■ HOW TO COMPLETE THIS TASK
Starting at the first line of the data below, write out each line exactly until you reach the line containing "pub fn convert_height_to_cm(feet: f64, inches: f64)", and include that line too.

■ Collected data entries
-------

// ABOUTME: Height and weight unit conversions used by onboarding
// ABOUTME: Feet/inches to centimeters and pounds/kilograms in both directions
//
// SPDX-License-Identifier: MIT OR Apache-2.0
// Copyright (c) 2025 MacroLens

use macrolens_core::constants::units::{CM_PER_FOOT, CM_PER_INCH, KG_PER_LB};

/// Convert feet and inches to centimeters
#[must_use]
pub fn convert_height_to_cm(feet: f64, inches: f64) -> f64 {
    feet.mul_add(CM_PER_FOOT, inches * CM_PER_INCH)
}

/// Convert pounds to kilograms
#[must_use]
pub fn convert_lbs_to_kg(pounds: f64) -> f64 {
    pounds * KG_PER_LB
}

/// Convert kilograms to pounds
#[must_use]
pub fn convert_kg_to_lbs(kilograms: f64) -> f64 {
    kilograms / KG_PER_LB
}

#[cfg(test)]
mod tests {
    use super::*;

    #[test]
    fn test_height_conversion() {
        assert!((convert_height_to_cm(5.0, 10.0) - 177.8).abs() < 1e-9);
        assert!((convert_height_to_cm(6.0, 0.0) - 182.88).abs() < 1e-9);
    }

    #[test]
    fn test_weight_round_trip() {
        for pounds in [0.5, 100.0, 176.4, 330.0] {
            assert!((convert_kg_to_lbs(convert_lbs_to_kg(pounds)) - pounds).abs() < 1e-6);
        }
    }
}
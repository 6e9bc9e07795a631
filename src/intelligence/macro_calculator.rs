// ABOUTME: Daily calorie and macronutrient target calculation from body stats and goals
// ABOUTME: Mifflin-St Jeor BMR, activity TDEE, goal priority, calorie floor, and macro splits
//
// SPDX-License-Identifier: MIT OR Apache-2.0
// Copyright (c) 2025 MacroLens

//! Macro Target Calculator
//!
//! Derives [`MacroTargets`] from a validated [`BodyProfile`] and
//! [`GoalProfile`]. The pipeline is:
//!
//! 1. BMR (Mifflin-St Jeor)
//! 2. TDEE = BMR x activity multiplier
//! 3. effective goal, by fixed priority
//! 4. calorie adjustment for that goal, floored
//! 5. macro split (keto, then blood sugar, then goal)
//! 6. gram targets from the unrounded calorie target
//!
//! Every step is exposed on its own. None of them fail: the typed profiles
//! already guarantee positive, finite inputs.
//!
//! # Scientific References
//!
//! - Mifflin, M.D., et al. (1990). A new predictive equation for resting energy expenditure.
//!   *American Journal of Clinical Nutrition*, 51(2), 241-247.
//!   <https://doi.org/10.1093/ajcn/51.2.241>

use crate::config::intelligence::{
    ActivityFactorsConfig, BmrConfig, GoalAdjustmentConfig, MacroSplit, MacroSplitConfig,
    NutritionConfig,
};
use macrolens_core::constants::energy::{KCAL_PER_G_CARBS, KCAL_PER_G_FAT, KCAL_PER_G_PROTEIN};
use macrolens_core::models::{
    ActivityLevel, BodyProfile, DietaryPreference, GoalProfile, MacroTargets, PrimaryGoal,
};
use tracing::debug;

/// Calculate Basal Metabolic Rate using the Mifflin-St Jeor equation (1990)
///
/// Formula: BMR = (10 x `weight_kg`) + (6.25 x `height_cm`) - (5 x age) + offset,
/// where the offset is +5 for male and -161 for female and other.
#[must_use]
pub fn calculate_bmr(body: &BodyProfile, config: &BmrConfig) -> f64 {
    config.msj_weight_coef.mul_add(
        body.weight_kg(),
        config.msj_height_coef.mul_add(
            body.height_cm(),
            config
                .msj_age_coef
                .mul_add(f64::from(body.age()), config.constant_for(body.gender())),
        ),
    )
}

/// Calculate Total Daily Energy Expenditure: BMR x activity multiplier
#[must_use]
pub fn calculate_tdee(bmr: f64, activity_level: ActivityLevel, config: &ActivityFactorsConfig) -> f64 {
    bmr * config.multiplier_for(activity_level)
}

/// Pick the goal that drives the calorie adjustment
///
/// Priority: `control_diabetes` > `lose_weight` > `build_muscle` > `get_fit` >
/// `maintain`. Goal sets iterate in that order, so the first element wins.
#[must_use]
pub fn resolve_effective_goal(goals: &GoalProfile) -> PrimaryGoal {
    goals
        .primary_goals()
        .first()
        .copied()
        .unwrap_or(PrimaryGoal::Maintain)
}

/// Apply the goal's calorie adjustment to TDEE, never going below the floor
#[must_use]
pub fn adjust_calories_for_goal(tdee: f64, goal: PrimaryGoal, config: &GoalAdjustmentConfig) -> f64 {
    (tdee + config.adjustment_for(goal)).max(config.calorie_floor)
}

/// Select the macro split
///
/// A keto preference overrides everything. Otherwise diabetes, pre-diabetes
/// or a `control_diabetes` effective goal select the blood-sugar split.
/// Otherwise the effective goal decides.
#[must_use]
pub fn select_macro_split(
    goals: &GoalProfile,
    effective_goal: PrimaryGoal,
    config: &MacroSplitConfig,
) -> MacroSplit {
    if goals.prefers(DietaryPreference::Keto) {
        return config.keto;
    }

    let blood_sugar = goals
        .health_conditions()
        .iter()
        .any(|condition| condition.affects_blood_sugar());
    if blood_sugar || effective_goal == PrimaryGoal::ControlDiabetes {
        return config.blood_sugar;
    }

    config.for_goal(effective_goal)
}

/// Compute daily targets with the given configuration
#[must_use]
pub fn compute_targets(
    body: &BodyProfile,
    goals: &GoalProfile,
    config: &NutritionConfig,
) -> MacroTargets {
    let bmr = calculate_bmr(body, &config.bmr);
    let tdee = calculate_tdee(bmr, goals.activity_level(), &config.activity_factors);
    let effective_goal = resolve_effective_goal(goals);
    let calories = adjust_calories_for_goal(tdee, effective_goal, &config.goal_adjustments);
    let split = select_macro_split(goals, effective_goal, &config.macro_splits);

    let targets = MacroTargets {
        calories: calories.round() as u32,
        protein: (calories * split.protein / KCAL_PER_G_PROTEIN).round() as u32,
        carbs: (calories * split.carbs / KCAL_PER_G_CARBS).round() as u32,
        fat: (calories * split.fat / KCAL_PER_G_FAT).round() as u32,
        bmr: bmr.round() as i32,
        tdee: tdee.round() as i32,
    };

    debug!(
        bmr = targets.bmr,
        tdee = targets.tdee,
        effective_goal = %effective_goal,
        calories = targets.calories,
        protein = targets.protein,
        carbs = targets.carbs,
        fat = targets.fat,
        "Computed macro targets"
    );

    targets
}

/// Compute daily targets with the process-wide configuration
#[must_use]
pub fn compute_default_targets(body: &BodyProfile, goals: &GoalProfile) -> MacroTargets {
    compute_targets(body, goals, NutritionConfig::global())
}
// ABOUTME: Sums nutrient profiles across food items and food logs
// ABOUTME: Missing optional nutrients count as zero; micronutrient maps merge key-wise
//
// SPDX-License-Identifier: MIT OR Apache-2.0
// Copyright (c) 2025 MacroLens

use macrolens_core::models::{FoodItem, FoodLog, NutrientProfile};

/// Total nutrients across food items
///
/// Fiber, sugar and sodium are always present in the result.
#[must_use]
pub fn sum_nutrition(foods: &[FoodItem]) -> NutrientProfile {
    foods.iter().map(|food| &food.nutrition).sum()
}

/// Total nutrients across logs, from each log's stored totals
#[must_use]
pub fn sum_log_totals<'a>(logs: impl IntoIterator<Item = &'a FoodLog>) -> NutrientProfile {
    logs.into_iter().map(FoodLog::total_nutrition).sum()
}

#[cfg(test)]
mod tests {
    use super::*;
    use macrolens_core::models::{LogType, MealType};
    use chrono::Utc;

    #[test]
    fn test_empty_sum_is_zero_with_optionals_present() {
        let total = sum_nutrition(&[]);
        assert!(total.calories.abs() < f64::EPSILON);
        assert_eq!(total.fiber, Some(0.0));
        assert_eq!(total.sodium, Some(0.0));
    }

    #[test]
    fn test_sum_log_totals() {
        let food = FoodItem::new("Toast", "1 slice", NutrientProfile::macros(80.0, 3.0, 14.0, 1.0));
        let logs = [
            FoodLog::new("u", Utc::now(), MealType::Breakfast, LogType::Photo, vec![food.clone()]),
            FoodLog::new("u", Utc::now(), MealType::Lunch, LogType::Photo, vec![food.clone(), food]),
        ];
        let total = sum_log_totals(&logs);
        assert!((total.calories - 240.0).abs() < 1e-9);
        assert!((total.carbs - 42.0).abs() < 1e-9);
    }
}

-------

■ RESULT
// ABOUTME: Height and weight unit conversions used by onboarding
// ABOUTME: Feet/inches to centimeters and pounds/kilograms in both directions
//
// SPDX-License-Identifier: MIT OR Apache-2.0
// Copyright (c) 2025 MacroLens

use macrolens_core::constants::units::{CM_PER_FOOT, CM_PER_INCH, KG_PER_LB};

/// Convert feet and inches to centimeters
#[must_use]
pub fn convert_height_to_cm(feet: f64, inches: f64) -> f64 {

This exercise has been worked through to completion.